Expanding coverage of contributory social security schemes is another reliable means to finance social protection. In many countries across Asia and the Pacific, there is ample opportunity to expand fiscal space through the establishment and enforcement of contributory schemes. Through risk pooling and mechanisms of redistribution, social insurance schemes have the potential to strengthen solidarity between the healthy and the sick, economically active and economically inactive persons (e.g. people in old age, children), and, most importantly, between those who are affected negatively by climate change events and policies and those who are not.

By cutting funds from areas with less desired social outcomes, such as fossil fuel subsidies, and reallocating them to social protection, governments can also free up significant resources, such as during Indonesia’s and Iran’s energy subsidy reforms, which have shown positive redistributive effects, while also supporting climate policies.

Innovative and climate-aligned financing

In addition to traditional financing methods, innovative approaches like green and social bonds offer promising avenues for funding social protection.

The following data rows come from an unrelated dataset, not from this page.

//! Scheduling policies for tracker jobs.
//!
//! Both schedulers run every submitted job to completion and report each result by submission
//! index. A job that panics is reported as failed without disturbing the others.

use std::any::Any;
use std::collections::HashSet;
use std::panic::AssertUnwindSafe;

use futures::future::{BoxFuture, FutureExt};
use tracing::{debug, error};

/// A unit of work handed to a scheduler.
pub type Job<T> = BoxFuture<'static, T>;

#[derive(Debug, Clone, PartialEq, Eq)]
pub enum JobFailure {
    /// The job panicked; carries the panic message when it was a string.
    Panicked(String),
    /// The worker running the job went away before reporting.
    Lost,
}

#[derive(Debug)]
pub struct JobReport<T> {
    /// Position of the job in submission order.
    pub index: usize,
    pub result: Result<T, JobFailure>,
}

pub trait JobScheduler<T>: Send
where
    T: Send + 'static,
{
    fn submit(&mut self, job: Job<T>);

    /// Runs every submitted job and returns their reports sorted by submission index.
    fn run_all(&mut self) -> BoxFuture<'_, Vec<JobReport<T>>>;
}

/// Which scheduler an orchestrator run uses.
#[derive(Debug, Clone, Copy, PartialEq, Eq)]
pub enum SchedulerKind {
    Serial,
    Parallel { workers: usize },
}

impl SchedulerKind {
    /// One worker (or none) means serial execution.
    pub fn from_worker_count(workers: usize) -> Self {
        if workers <= 1 {
            SchedulerKind::Serial
        } else {
            SchedulerKind::Parallel { workers }
        }
    }

    pub fn build<T>(self) -> Box<dyn JobScheduler<T>>
    where
        T: Send + 'static,
    {
        match self {
            SchedulerKind::Serial => Box::new(SerialScheduler::new()),
            SchedulerKind::Parallel { workers } => Box::new(BoundedParallelScheduler::new(workers)),
        }
    }
}

async fn run_guarded<T>(job: Job<T>) -> Result<T, JobFailure> {
    AssertUnwindSafe(job)
        .catch_unwind()
        .await
        .map_err(|payload| JobFailure::Panicked(panic_message(payload.as_ref())))
}

fn panic_message(payload: &(dyn Any + Send)) -> String {
    if let Some(message) = payload.downcast_ref::<&str>() {
        (*message).to_string()
    } else if let Some(message) = payload.downcast_ref::<String>() {
        message.clone()
    } else {
        "non-string panic payload".to_string()
    }
}

/// Runs jobs one at a time, in submission order, on the caller's task.
pub struct SerialScheduler<T> {
    jobs: Vec<Job<T>>,
}

impl<T> SerialScheduler<T> {
    pub fn new() -> Self {
        Self { jobs: Vec::new() }
    }
}

impl<T> Default for SerialScheduler<T> {
    fn default() -> Self {
        Self::new()
    }
}

impl<T> JobScheduler<T> for SerialScheduler<T>
where
    T: Send + 'static,
{
    fn submit(&mut self, job: Job<T>) {
        self.jobs.push(job);
    }

    fn run_all(&mut self) -> BoxFuture<'_, Vec<JobReport<T>>> {
        let jobs = std::mem::take(&mut self.jobs);
        Box::pin(async move {
            let mut reports = Vec::with_capacity(jobs.len());
            for (index, job) in jobs.into_iter().enumerate() {
                reports.push(JobReport {
                    index,
                    result: run_guarded(job).await,
                });
            }
            reports
        })
    }
}

/// Runs jobs on a fixed pool of tokio workers fed from a bounded queue.
pub struct BoundedParallelScheduler<T> {
    workers: usize,
    jobs: Vec<Job<T>>,
}

impl<T> BoundedParallelScheduler<T> {
    pub fn new(workers: usize) -> Self {
        Self {
            workers: workers.max(1),
            jobs: Vec::new(),
        }
    }
}

impl<T> JobScheduler<T> for BoundedParallelScheduler<T>
where
    T: Send + 'static,
{
    fn submit(&mut self, job: Job<T>) {
        self.jobs.push(job);
    }

    fn run_all(&mut self) -> BoxFuture<'_, Vec<JobReport<T>>> {
        let jobs = std::mem::take(&mut self.jobs);
        let workers = self.workers.min(jobs.len()).max(1);
        Box::pin(async move {
            let job_count = jobs.len();
            let (sender, receiver) = flume::bounded::<(usize, Job<T>)>(workers);

            let mut worker_handles = Vec::with_capacity(workers);
            for worker_idx in 0..workers {
                let worker_receiver = receiver.clone();
                worker_handles.push(tokio::spawn(async move {
                    let mut reports = Vec::new();
                    while let Ok((index, job)) = worker_receiver.recv_async().await {
                        debug!(event = "scheduler_job_started", worker = worker_idx, job = index);
                        reports.push(JobReport {
                            index,
                            result: run_guarded(job).await,
                        });
                    }
                    reports
                }));
            }
            drop(receiver);

            for (index, job) in jobs.into_iter().enumerate() {
                if sender.send_async((index, job)).await.is_err() {
                    error!(
                        event = "scheduler_queue_closed",
                        job = index,
                        "job queue closed before every job was dispatched"
                    );
                    break;
                }
            }
            drop(sender);

            let mut reports = Vec::with_capacity(job_count);
            for handle in worker_handles {
                match handle.await {
                    Ok(worker_reports) => reports.extend(worker_reports),
                    Err(err) => error!(
                        event = "scheduler_worker_failed",
                        error = %err,
                        "scheduler worker exited abnormally"
                    ),
                }
            }

            let reported: HashSet<usize> = reports.iter().map(|report| report.index).collect();
            for index in (0..job_count).filter(|index| !reported.contains(index)) {
                reports.push(JobReport {
                    index,
                    result: Err(JobFailure::Lost),
                });
            }
            reports.sort_by_key(|report| report.index);
            reports
        })
    }
}

#[cfg(test)]
mod tests {
    use std::sync::atomic::{AtomicUsize, Ordering};
    use std::sync::{Arc, Mutex};
    use std::time::Duration;

    use super::*;

    fn recording_job(index: usize, log: Arc<Mutex<Vec<usize>>>) -> Job<usize> {
        Box::pin(async move {
            log.lock().expect("log mutex").push(index);
            index * 10
        })
    }

    #[tokio::test]
    async fn serial_runs_in_submission_order() {
        let log = Arc::new(Mutex::new(Vec::new()));
        let mut scheduler = SchedulerKind::Serial.build::<usize>();
        for index in 0..4 {
            scheduler.submit(recording_job(index, Arc::clone(&log)));
        }

        let reports = scheduler.run_all().await;

        assert_eq!(*log.lock().expect("log mutex"), vec![0, 1, 2, 3]);
        let results: Vec<_> = reports.into_iter().map(|report| report.result).collect();
        assert_eq!(results, vec![Ok(0), Ok(10), Ok(20), Ok(30)]);
    }

    #[tokio::test]
    async fn panicking_job_does_not_cancel_siblings() {
        for kind in [SchedulerKind::Serial, SchedulerKind::Parallel { workers: 2 }] {
            let mut scheduler = kind.build::<usize>();
            scheduler.submit(Box::pin(async { 1 }));
            scheduler.submit(Box::pin(async { panic!("tracker exploded") }));
            scheduler.submit(Box::pin(async { 3 }));

            let reports = scheduler.run_all().await;

            assert_eq!(reports.len(), 3, "{kind:?}");
            assert_eq!(reports[0].result, Ok(1));
            assert_eq!(
                reports[1].result,
                Err(JobFailure::Panicked("tracker exploded".to_string()))
            );
            assert_eq!(reports[2].result, Ok(3));
        }
    }

    #[tokio::test(flavor = "multi_thread", worker_threads = 4)]
    async fn parallel_scheduler_bounds_concurrency() {
        let running = Arc::new(AtomicUsize::new(0));
        let peak = Arc::new(AtomicUsize::new(0));
        let mut scheduler = BoundedParallelScheduler::new(2);

        for index in 0..8 {
            let running = Arc::clone(&running);
            let peak = Arc::clone(&peak);
            scheduler.submit(Box::pin(async move {
                let now_running = running.fetch_add(1, Ordering::SeqCst) + 1;
                peak.fetch_max(now_running, Ordering::SeqCst);
                tokio::time::sleep(Duration::from_millis(10)).await;
                running.fetch_sub(1, Ordering::SeqCst);
                index
            }));
        }

        let reports = scheduler.run_all().await;

        let indices: Vec<_> = reports.iter().map(|report| report.index).collect();
        assert_eq!(indices, (0..8).collect::<Vec<_>>());
        assert!(peak.load(Ordering::SeqCst) <= 2);
        assert!(reports.iter().all(|report| report.result.is_ok()));
    }

    #[tokio::test]
    async fn empty_scheduler_returns_no_reports() {
        let mut scheduler = SchedulerKind::Parallel { workers: 4 }.build::<()>();
        assert!(scheduler.run_all().await.is_empty());
        assert_eq!(SchedulerKind::from_worker_count(1), SchedulerKind::Serial);
        assert_eq!(
            SchedulerKind::from_worker_count(3),
            SchedulerKind::Parallel { workers: 3 }
        );
    }
}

These debt instruments allow investors to support both social initiatives and climate action, aligning financial goals with sustainable development. The growing market for green, social, and sustainability bonds highlights the potential for these instruments to bridge the gap between social protection and climate resilience.

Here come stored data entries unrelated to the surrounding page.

use std::process::Command;

const UNKNOWN_COMMIT: &str = "unknown";

fn main() {
    println!("cargo:rerun-if-env-changed=SOURCE_COMMIT_HASH");
    // Rebuild when git metadata changes during local development.
    println!("cargo:rerun-if-changed=.git/HEAD");
    println!("cargo:rerun-if-changed=migrations");

    let commit_hash = std::env::var("SOURCE_COMMIT_HASH")
        .ok()
        .or_else(read_head_commit)
        .unwrap_or_else(|| UNKNOWN_COMMIT.to_string());

    println!("cargo:rustc-env=WATCH_SYNC_GIT_COMMIT_HASH={commit_hash}");
}

fn read_head_commit() -> Option<String> {
    let output = Command::new("git")
        .args(["rev-parse", "--verify", "HEAD"])
        .output()
        .ok()?;

    if !output.status.success() {
        return None;
    }

    let hash = String::from_utf8(output.stdout).ok()?;
    let trimmed = hash.trim();
    if trimmed.is_empty() {
        None
    } else {
        Some(trimmed.to_string())
    }
}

Furthermore, synergies between social protection and climate financing mechanisms, such as multilateral climate funds, disaster risk reduction (DRR) frameworks, and insurance alliances, can be leveraged to support vulnerable populations in the face of climate-related shocks. Humanitarian assistance, integrated with social protection systems, offers another path to ensure that immediate relief efforts contribute to long-term resilience and development.

The role of political will and public support

Ultimately, the success of any resource mobilization effort for social protection depends on a society’s willingness to support these policies – and the political will of governments to implement them. Public support for universal social protection schemes, considered by society as fair and inclusive, is crucial. Governments should cultivate a culture of social justice and solidarity, where social protection is viewed as a public good that benefits everyone.

Political leaders play a key role in prioritizing social protection and ensuring that these systems are effectively implemented and sustainably funded. By recognizing social protection as an essential investment with the potential to generate positive economic and social outcomes, governments can build the necessary fiscal space to support these critical systems.

As the world faces more frequent challenges due to climate change, strengthening social protection financing is not just a moral imperative but an economic necessity. Countries must explore all available financing options, from taxation and contributory schemes to innovative financial instruments, including forging synergies with climate and other funding mechanisms. By doing so, they can build resilient social protection systems that safeguard the most vulnerable and foster inclusive and sustainable development for all.